*** Opening Source data ***
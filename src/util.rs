use std::sync::Mutex;

use http::header::{
    AUTHORIZATION, CONTENT_LENGTH, CONTENT_TYPE, COOKIE, HeaderName, HeaderValue, LOCATION,
};
use http::{HeaderMap, Uri};

use crate::error::Error;
#[cfg(feature = "hyper-transport")]
use crate::error::TransportErrorKind;

const MAX_ERROR_BODY_LEN: usize = 2048;

pub(crate) fn lock_unpoisoned<T>(mutex: &Mutex<T>) -> std::sync::MutexGuard<'_, T> {
    match mutex.lock() {
        Ok(guard) => guard,
        Err(poisoned) => poisoned.into_inner(),
    }
}

/// Request headers win over client defaults.
pub(crate) fn merge_headers(default_headers: &HeaderMap, request_headers: &HeaderMap) -> HeaderMap {
    let mut merged = default_headers.clone();
    for name in request_headers.keys() {
        merged.remove(name);
    }
    for (name, value) in request_headers {
        merged.append(name.clone(), value.clone());
    }
    merged
}

pub(crate) fn redact_uri_for_logs(uri_text: &str) -> String {
    let Ok(mut parsed) = url::Url::parse(uri_text) else {
        return uri_text.split('?').next().unwrap_or(uri_text).to_owned();
    };
    let _ = parsed.set_username("");
    let _ = parsed.set_password(None);
    parsed.set_query(None);
    parsed.set_fragment(None);
    parsed.to_string()
}

/// The URI with user-info removed; used as the Referer value.
pub(crate) fn strip_user_info(uri: &Uri) -> String {
    let text = uri.to_string();
    let Ok(mut parsed) = url::Url::parse(&text) else {
        return text;
    };
    let _ = parsed.set_username("");
    let _ = parsed.set_password(None);
    parsed.to_string()
}

pub(crate) fn resolve_uri(base_url: &str, path: &str) -> Result<Uri, Error> {
    let uri_text = match path.parse::<Uri>() {
        Ok(uri) if uri.host().is_some() => {
            if uri.scheme_str().is_none() {
                return Err(Error::InvalidUri {
                    uri: path.to_owned(),
                });
            }
            path.to_owned()
        }
        _ => join_base_path(base_url, path),
    };
    let uri = uri_text.parse::<Uri>().map_err(|_| Error::InvalidUri {
        uri: uri_text.clone(),
    })?;
    if uri.scheme().is_none() || uri.host().is_none() {
        return Err(Error::InvalidUri { uri: uri_text });
    }
    Ok(uri)
}

pub(crate) fn validate_base_url(base_url: &str) -> Result<(), Error> {
    let invalid = || Error::InvalidUri {
        uri: base_url.to_owned(),
    };
    let normalized = base_url.trim();
    if normalized.len() != base_url.len() || normalized.is_empty() {
        return Err(invalid());
    }
    let parsed = url::Url::parse(normalized).map_err(|_| invalid())?;
    if !matches!(parsed.scheme(), "http" | "https") || parsed.host_str().is_none() {
        return Err(invalid());
    }
    if parsed.query().is_some() || parsed.fragment().is_some() {
        return Err(invalid());
    }
    Ok(())
}

pub(crate) fn join_base_path(base_url: &str, path: &str) -> String {
    let base = base_url.trim_end_matches('/');
    let relative = path.trim_start_matches('/');
    match (base.is_empty(), relative.is_empty()) {
        (true, true) => String::new(),
        (true, false) => relative.to_owned(),
        (false, true) => base.to_owned(),
        (false, false) => format!("{base}/{relative}"),
    }
}

pub(crate) fn append_query_pairs(path: &str, query_pairs: &[(String, String)]) -> String {
    if query_pairs.is_empty() {
        return path.to_owned();
    }

    if let Ok(mut url) = url::Url::parse(path) {
        let existing = parse_query(url.query());
        let query = build_query_string(&existing, query_pairs);
        url.set_query(Some(&query));
        return url.to_string();
    }

    let (without_fragment, fragment) = match path.split_once('#') {
        Some((left, right)) => (left, Some(right)),
        None => (path, None),
    };
    let (base, existing_query) = match without_fragment.split_once('?') {
        Some((left, right)) => (left, Some(right)),
        None => (without_fragment, None),
    };
    let existing = parse_query(existing_query);
    let query = build_query_string(&existing, query_pairs);

    let mut merged = format!("{base}?{query}");
    if let Some(fragment) = fragment {
        merged.push('#');
        merged.push_str(fragment);
    }
    merged
}

pub(crate) fn parse_query(query: Option<&str>) -> Vec<(String, String)> {
    query
        .map(|query| {
            url::form_urlencoded::parse(query.as_bytes())
                .map(|(name, value)| (name.into_owned(), value.into_owned()))
                .collect()
        })
        .unwrap_or_default()
}

fn build_query_string(existing: &[(String, String)], appended: &[(String, String)]) -> String {
    let mut serializer = url::form_urlencoded::Serializer::new(String::new());
    for (name, value) in existing.iter().chain(appended) {
        serializer.append_pair(name, value);
    }
    serializer.finish()
}

#[cfg(feature = "hyper-transport")]
pub(crate) fn classify_transport_error(
    error: &hyper_util::client::legacy::Error,
) -> TransportErrorKind {
    let text = error.to_string().to_ascii_lowercase();
    if error.is_connect() {
        if text.contains("dns")
            || text.contains("name or service not known")
            || text.contains("failed to lookup address")
        {
            return TransportErrorKind::Dns;
        }
        if text.contains("tls") || text.contains("certificate") || text.contains("handshake") {
            return TransportErrorKind::Tls;
        }
        return TransportErrorKind::Connect;
    }

    if text.contains("read")
        || text.contains("connection reset")
        || text.contains("broken pipe")
        || text.contains("unexpected eof")
    {
        return TransportErrorKind::Read;
    }

    TransportErrorKind::Other
}

pub(crate) fn parse_header_name(name: &str) -> Result<HeaderName, Error> {
    name.parse().map_err(|_| Error::InvalidHeaderName {
        name: name.to_owned(),
    })
}

pub(crate) fn parse_header_value(name: &str, value: &str) -> Result<HeaderValue, Error> {
    value.parse().map_err(|_| Error::InvalidHeaderValue {
        name: name.to_owned(),
    })
}

pub(crate) fn redirect_location(headers: &HeaderMap) -> Option<String> {
    headers
        .get(LOCATION)
        .and_then(|value| value.to_str().ok())
        .map(ToOwned::to_owned)
}

pub(crate) fn default_port(uri: &Uri) -> Option<u16> {
    uri.port_u16().or_else(|| match uri.scheme_str() {
        Some("https") => Some(443),
        Some("http") => Some(80),
        _ => None,
    })
}

pub(crate) fn same_origin(left: &Uri, right: &Uri) -> bool {
    let left_scheme = left.scheme_str().unwrap_or_default();
    let right_scheme = right.scheme_str().unwrap_or_default();
    if !left_scheme.eq_ignore_ascii_case(right_scheme) {
        return false;
    }

    let left_host = left.host().unwrap_or_default();
    let right_host = right.host().unwrap_or_default();
    if !left_host.eq_ignore_ascii_case(right_host) {
        return false;
    }

    default_port(left) == default_port(right)
}

/// RFC 3986 reference resolution; the base loses its query first so a
/// relative Location never inherits it.
pub(crate) fn resolve_redirect_uri(current_uri: &Uri, location: &str) -> Option<Uri> {
    let mut base = url::Url::parse(&current_uri.to_string()).ok()?;
    base.set_query(None);
    base.set_fragment(None);
    let joined = base.join(location).ok()?;
    joined.as_str().parse().ok()
}

pub(crate) fn sanitize_headers_for_redirect(
    headers: &mut HeaderMap,
    method_changed_to_get: bool,
    same_origin_redirect: bool,
) {
    if method_changed_to_get {
        headers.remove(CONTENT_LENGTH);
        headers.remove(CONTENT_TYPE);
    }
    if !same_origin_redirect {
        headers.remove(AUTHORIZATION);
        headers.remove(COOKIE);
    }
}

pub(crate) fn truncate_body(body: &[u8]) -> String {
    let text = String::from_utf8_lossy(body);
    if text.chars().count() <= MAX_ERROR_BODY_LEN {
        return text.into_owned();
    }

    let truncated: String = text.chars().take(MAX_ERROR_BODY_LEN).collect();
    format!("{truncated}...(truncated)")
}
*** Closing Source data ***
Assignment:
If a line falls between the first line of the data above and the line holding "const MAX_ERROR_BODY_LEN: usize = 2048;", inclusive, retype it exactly; retype no other line.

Solution for this exercise:
filename src/util.rs
use std::sync::Mutex;

use http::header::{
    AUTHORIZATION, CONTENT_LENGTH, CONTENT_TYPE, COOKIE, HeaderName, HeaderValue, LOCATION,
};
use http::{HeaderMap, Uri};

use crate::error::Error;
#[cfg(feature = "hyper-transport")]
use crate::error::TransportErrorKind;

const MAX_ERROR_BODY_LEN: usize = 2048;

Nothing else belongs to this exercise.